The Senate will vote during the week of May 9 on a bill that would codify a right to access to abortion into law if passed, the top Democrat in the chamber said May 3.

“A vote on this legislation is no longer an abstract exercise. It’s as urgent and real as it gets. We will vote to protect a woman’s right to choose. Every American is going to see where every senator stands. Which side are they on?” Senate Majority Leader Chuck Schumer (D-N.Y.) told reporters at the U.S. Capitol in Washington.

He was speaking hours after the Supreme Court confirmed that a published draft opinion overturning Roe v. Wade, the 1973 decision that ruled access to abortion was a constitutional right, was authentic, though the court also said it wasn’t final.

The House of Representatives in September 2021 passed the bill, known as the Women’s Health Protection Act.

All Democrats voted yes except for Rep. Henry Cuellar (D-Texas), who joined all Republicans who cast votes in voting against the measure.

Senate Republicans and Sen. Joe Manchin (D-W.Va.) blocked the bill in the upper chamber in March.

Schumer said he has not spoken to Manchin. Asked why he would hold a vote on the bill when it would likely fail again, he said “it’s a different world now.

“The tectonic plates of our politics on women’s choice and on rights in general are changing. Every senator now under the real glare of Roe v. Wade being repealed by the courts is going to have to show which side they’re on, and we will find the best way to go forward after that. But don’t think that what happened two weeks ago will be exactly the same,” he told reporters.

The legislation would need 60 votes to pass the filibuster. Republicans hold 50 seats in the Senate and few support any pro-abortion bills, much less one that would codify access to abortion in federal law.
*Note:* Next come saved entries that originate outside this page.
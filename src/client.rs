use std::collections::HashMap;
use std::path::Path;
use std::sync::Mutex;

use futures::stream::{self, Stream, StreamExt, TryStreamExt};
use serde_json::Value;
use url::Url;

use crate::error::{Error, Result};
use crate::keypool::KeyPool;
use crate::livechat;
use crate::models::{Channel, ChatMessage, Comment, Playlist, Video, VideoCategory};
use crate::resolve;
use crate::search::SearchParams;
use crate::transcription::{self, TranscriptionStatus};
use crate::transport::{HttpTransport, Transport};

const BASE_URL: &str = "https://youtube.googleapis.com/youtube/v3/";

/// Per-request maximum for multi-ID lookups and page size, documented by
/// the Data API. A protocol constant, not a tunable.
const MAX_RESULTS: usize = 50;

/// YouTube Data API v3 client.
///
/// Owns a pool of API keys and rotates through it: when a request fails
/// because the current key is over quota or invalid, the same request is
/// retried with the next key. A key found exhausted stays excluded for
/// the lifetime of the client. When every key has been excluded,
/// operations fail with [`Error::PoolExhausted`].
///
/// All listing operations return lazy streams: pages are fetched as the
/// stream is polled, and multi-ID lookups are chunked into requests of at
/// most 50 IDs.
///
/// # Example
///
/// ```no_run
/// use futures::TryStreamExt;
/// use youtool::YouTube;
///
/// # async fn example() -> youtool::Result<()> {
/// let yt = YouTube::new(vec!["key1".into(), "key2".into()])?;
/// let channel_id = yt.channel_id_from_url("https://youtube.com/c/PythonicCafe").await?;
/// let playlists: Vec<_> = yt.channel_playlists(&channel_id).try_collect().await?;
/// # Ok(())
/// # }
/// ```
pub struct YouTube {
    transport: Box<dyn Transport>,
    keys: Mutex<KeyPool>,
    base_url: Url,
    chat_downloader_bin: String,
    ytdlp_bin: String,
}

impl YouTube {
    pub fn new(api_keys: Vec<String>) -> Result<Self> {
        Self::with_transport(api_keys, Box::new(HttpTransport::new()?))
    }

    /// Build a client over a custom [`Transport`].
    pub fn with_transport(api_keys: Vec<String>, transport: Box<dyn Transport>) -> Result<Self> {
        Ok(Self {
            transport,
            keys: Mutex::new(KeyPool::new(api_keys)?),
            base_url: Url::parse(BASE_URL)?,
            chat_downloader_bin: livechat::DEFAULT_BIN.to_string(),
            ytdlp_bin: transcription::DEFAULT_BIN.to_string(),
        })
    }

    /// Override the live-chat scraper binary (default `chat_downloader`).
    pub fn with_chat_downloader(mut self, bin: impl Into<String>) -> Self {
        self.chat_downloader_bin = bin.into();
        self
    }

    /// Override the transcription downloader binary (default `yt-dlp`).
    pub fn with_ytdlp(mut self, bin: impl Into<String>) -> Self {
        self.ytdlp_bin = bin.into();
        self
    }

    /// One API call, rotating keys until it succeeds or the pool runs out.
    async fn request(&self, path: &str, params: &[(String, String)]) -> Result<Value> {
        let url = self.base_url.join(path)?;
        loop {
            let key = {
                let pool = self.keys.lock().unwrap();
                pool.current().map(str::to_string)
            }
            .ok_or(Error::PoolExhausted)?;

            let mut query = vec![
                ("key".to_string(), key.clone()),
                ("maxResults".to_string(), MAX_RESULTS.to_string()),
            ];
            query.extend_from_slice(params);

            tracing::debug!(path, "API request");
            let data = self.transport.get_json(url.as_str(), &query).await?;

            let Some(error) = data.get("error") else {
                return Ok(data);
            };
            let code = error.get("code").and_then(|v| v.as_u64()).unwrap_or(0);
            let reason = error
                .pointer("/errors/0/reason")
                .and_then(|v| v.as_str())
                .unwrap_or_default()
                .to_string();
            if Error::reason_is_credential(&reason) {
                tracing::warn!(%reason, "API key rejected, rotating to the next one");
                let mut pool = self.keys.lock().unwrap();
                // Only advance if nobody else already excluded this key
                if pool.current() == Some(key.as_str()) {
                    pool.advance();
                }
                continue;
            }
            let message = error
                .get("message")
                .and_then(|v| v.as_str())
                .unwrap_or_default()
                .to_string();
            return Err(Error::Api {
                code,
                reason,
                message,
            });
        }
    }

    /// Lazy stream of raw items from a paginated endpoint, following
    /// `nextPageToken` until a response carries none.
    fn paginate(
        &self,
        path: &'static str,
        params: Vec<(String, String)>,
    ) -> impl Stream<Item = Result<Value>> + '_ {
        struct PageState {
            params: Vec<(String, String)>,
            next_token: Option<String>,
            first: bool,
        }

        let state = PageState {
            params,
            next_token: None,
            first: true,
        };
        stream::try_unfold(state, move |mut state| async move {
            if !state.first && state.next_token.is_none() {
                return Ok::<_, crate::error::Error>(None);
            }
            let mut params = state.params.clone();
            if let Some(token) = state.next_token.take() {
                params.push(("pageToken".to_string(), token));
            }
            let data = self.request(path, &params).await?;
            // An empty first page with no token is a valid empty sequence
            let items = data
                .get("items")
                .and_then(|v| v.as_array())
                .cloned()
                .unwrap_or_default();
            state.first = false;
            state.next_token = data
                .get("nextPageToken")
                .and_then(|v| v.as_str())
                .map(str::to_string);
            Ok(Some((items, state)))
        })
        .map_ok(|items| stream::iter(items.into_iter().map(Ok)))
        .try_flatten()
    }

    /// Lazy stream of `(chunk_ids, items)` pairs for a multi-ID endpoint,
    /// one request per chunk of at most [`MAX_RESULTS`] IDs, in input
    /// order. IDs the upstream left out are simply missing from `items`.
    fn batched(
        &self,
        path: &'static str,
        params: Vec<(String, String)>,
        ids: Vec<String>,
    ) -> impl Stream<Item = Result<(Vec<String>, Vec<Value>)>> + '_ {
        let chunks: Vec<Vec<String>> = ids.chunks(MAX_RESULTS).map(|c| c.to_vec()).collect();
        stream::iter(chunks).then(move |chunk| {
            let mut params = params.clone();
            params.push(("id".to_string(), chunk.join(",")));
            async move {
                let data = self.request(path, &params).await?;
                let items = data
                    .get("items")
                    .and_then(|v| v.as_array())
                    .cloned()
                    .unwrap_or_default();
                Ok((chunk, items))
            }
        })
    }

    /// Resolve a channel URL to its channel ID, scraping the page when
    /// the ID is not already part of the URL.
    pub async fn channel_id_from_url(&self, url: &str) -> Result<String> {
        if let Some(id) = resolve::channel_id_from_path(url) {
            return Ok(id);
        }
        let html = self.transport.get_html(url).await?;
        resolve::extract_channel_id(&html).ok_or_else(|| Error::ChannelNotFound(url.to_string()))
    }

    /// Resolve an old-style username (the API's `forUsername` parameter)
    /// to a channel ID. Does not work for `/c/...` or `/@handle` URLs;
    /// use [`YouTube::channel_id_from_url`] for those.
    pub async fn channel_id_from_username(&self, username: &str) -> Result<String> {
        let params = vec![
            ("part".to_string(), "id".to_string()),
            ("forUsername".to_string(), username.to_string()),
        ];
        let data = self.request("channels", &params).await?;
        data.pointer("/items/0/id")
            .and_then(|v| v.as_str())
            .map(str::to_string)
            .ok_or_else(|| Error::ChannelNotFound(username.to_string()))
    }

    /// Video categories available in a region.
    pub async fn categories(&self, region_code: &str) -> Result<Vec<VideoCategory>> {
        let params = vec![("regionCode".to_string(), region_code.to_string())];
        let data = self.request("videoCategories", &params).await?;
        data.get("items")
            .and_then(|v| v.as_array())
            .map(|items| items.iter().map(VideoCategory::from_api_item).collect())
            .unwrap_or_else(|| Ok(vec![]))
    }

    /// Most popular videos, optionally scoped to a region and category.
    pub fn most_popular<'a>(
        &'a self,
        region_code: Option<&str>,
        category_id: Option<&str>,
    ) -> impl Stream<Item = Result<Video>> + 'a {
        let mut params = vec![
            (
                "part".to_string(),
                "contentDetails,statistics,liveStreamingDetails,snippet,status".to_string(),
            ),
            ("chart".to_string(), "mostPopular".to_string()),
        ];
        if let Some(category_id) = category_id {
            params.push(("videoCategoryId".to_string(), category_id.to_string()));
        }
        if let Some(region_code) = region_code {
            params.push(("regionCode".to_string(), region_code.to_string()));
        }
        self.paginate("videos", params)
            .and_then(|item| async move { Video::from_api_item(&item) })
    }

    /// Channel records for a list of channel IDs, in input order. IDs the
    /// API does not know are omitted from the output.
    pub fn channels_info(&self, channels_ids: Vec<String>) -> impl Stream<Item = Result<Channel>> + '_ {
        let params = vec![(
            "part".to_string(),
            "snippet,contentDetails,statistics".to_string(),
        )];
        self.batched("channels", params, channels_ids)
            .map_ok(|(chunk_ids, items)| {
                let mut by_id: HashMap<String, Value> = HashMap::new();
                for item in items {
                    if let Some(id) = item.get("id").and_then(|v| v.as_str()) {
                        by_id.insert(id.to_string(), item);
                    }
                }
                let records: Vec<Result<Channel>> = chunk_ids
                    .iter()
                    .filter_map(|id| by_id.remove(id))
                    .map(|item| Channel::from_api_item(&item))
                    .collect();
                stream::iter(records)
            })
            .try_flatten()
    }

    /// Playlists owned by a channel.
    pub fn channel_playlists<'a>(
        &'a self,
        channel_id: &str,
    ) -> impl Stream<Item = Result<Playlist>> + 'a {
        let params = vec![
            ("part".to_string(), "contentDetails,snippet".to_string()),
            ("channelId".to_string(), channel_id.to_string()),
        ];
        self.paginate("playlists", params)
            .and_then(|item| async move { Playlist::from_api_item(&item) })
    }

    /// Videos of a playlist. Playlist items carry less detail than the
    /// `videos` resource; see [`Video`] for which fields stay empty.
    pub fn playlist_videos<'a>(
        &'a self,
        playlist_id: &str,
    ) -> impl Stream<Item = Result<Video>> + 'a {
        let params = vec![
            ("part".to_string(), "contentDetails,snippet,status".to_string()),
            ("playlistId".to_string(), playlist_id.to_string()),
        ];
        self.paginate("playlistItems", params)
            .and_then(|item| async move { Video::from_api_item(&item) })
    }

    /// Video records for a list of video IDs, in chunks of at most 50.
    /// Upstream per-chunk ordering is preserved; unknown IDs are omitted.
    pub fn videos_info(&self, videos_ids: Vec<String>) -> impl Stream<Item = Result<Video>> + '_ {
        let params = vec![(
            "part".to_string(),
            "contentDetails,statistics,liveStreamingDetails,snippet,status".to_string(),
        )];
        self.batched("videos", params, videos_ids)
            .map_ok(|(_, items)| {
                let records: Vec<Result<Video>> =
                    items.iter().map(Video::from_api_item).collect();
                stream::iter(records)
            })
            .try_flatten()
    }

    /// Comment threads of a video: each top-level comment (carrying its
    /// thread's reply count) followed by its replies.
    pub fn video_comments<'a>(
        &'a self,
        video_id: &str,
    ) -> impl Stream<Item = Result<Comment>> + 'a {
        let params = vec![
            ("part".to_string(), "id,replies,snippet".to_string()),
            ("videoId".to_string(), video_id.to_string()),
        ];
        self.paginate("commentThreads", params)
            .map_ok(|item| {
                let mut records: Vec<Result<Comment>> = Vec::new();
                let reply_count = item
                    .pointer("/snippet/totalReplyCount")
                    .and_then(|v| v.as_u64());
                if let Some(top) = item.pointer("/snippet/topLevelComment") {
                    records.push(Comment::from_api_item(top, reply_count));
                }
                if let Some(replies) = item.pointer("/replies/comments").and_then(|v| v.as_array())
                {
                    records.extend(replies.iter().map(|reply| Comment::from_api_item(reply, None)));
                }
                stream::iter(records)
            })
            .try_flatten()
    }

    /// Search for videos. Parameters are validated before the first
    /// request; see [`SearchParams`]. Search results carry only snippet
    /// data, so most [`Video`] fields stay empty.
    pub fn video_search(
        &self,
        search: &SearchParams,
    ) -> Result<impl Stream<Item = Result<Video>> + '_> {
        let params = search.to_query()?;
        Ok(self
            .paginate("search", params)
            .and_then(|item| async move { Video::from_api_item(&item) }))
    }

    /// Live-chat and superchat messages of a video, streamed from the
    /// external chat scraper. `expand_emojis` replaces emoji shortcuts in
    /// message text with their emoji identifiers.
    pub fn video_livechat(
        &self,
        video_id: &str,
        expand_emojis: bool,
    ) -> impl Stream<Item = Result<ChatMessage>> {
        livechat::stream_chat(&self.chat_downloader_bin, video_id, expand_emojis)
    }

    /// Download auto-generated transcriptions for a list of videos into
    /// `dir`, named `<video_id>.<language>.vtt`. Tool failures never
    /// abort the run; each ID is reported with the path of its file, or
    /// `None` when nothing was downloaded.
    pub async fn videos_transcriptions(
        &self,
        videos_ids: &[String],
        language_code: &str,
        dir: &Path,
        skip_downloaded: bool,
    ) -> Vec<TranscriptionStatus> {
        transcription::download(&self.ytdlp_bin, videos_ids, language_code, dir, skip_downloaded)
            .await
    }
}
“I don’t think he would have the votes,” Sen. Mike Rounds (R-S.D.) told reporters on Capitol Hill, referring to Schumer.

Sens. Lisa Murkowski (R-Alaska) and Susan Collins (R-Maine), two of the few that do, introduced a separate bill earlier this year that would enshrine the right, while arguing their legislation did not go as far as the Democrat bill.

Schumer said he has not read the Republicans’ bill.

Manchin, meanwhile, told reporters that he still will not vote to get rid of the filibuster, which most Democrats support doing.

“The filibuster is the only protection we have of democracy right now,” he said. “I’ve always believed in protecting women’s rights with the filibuster so you have to look at it, but the bottom line is we need checks and balances.”


Zachary Stieber covers U.S. and world news. He is based in Maryland.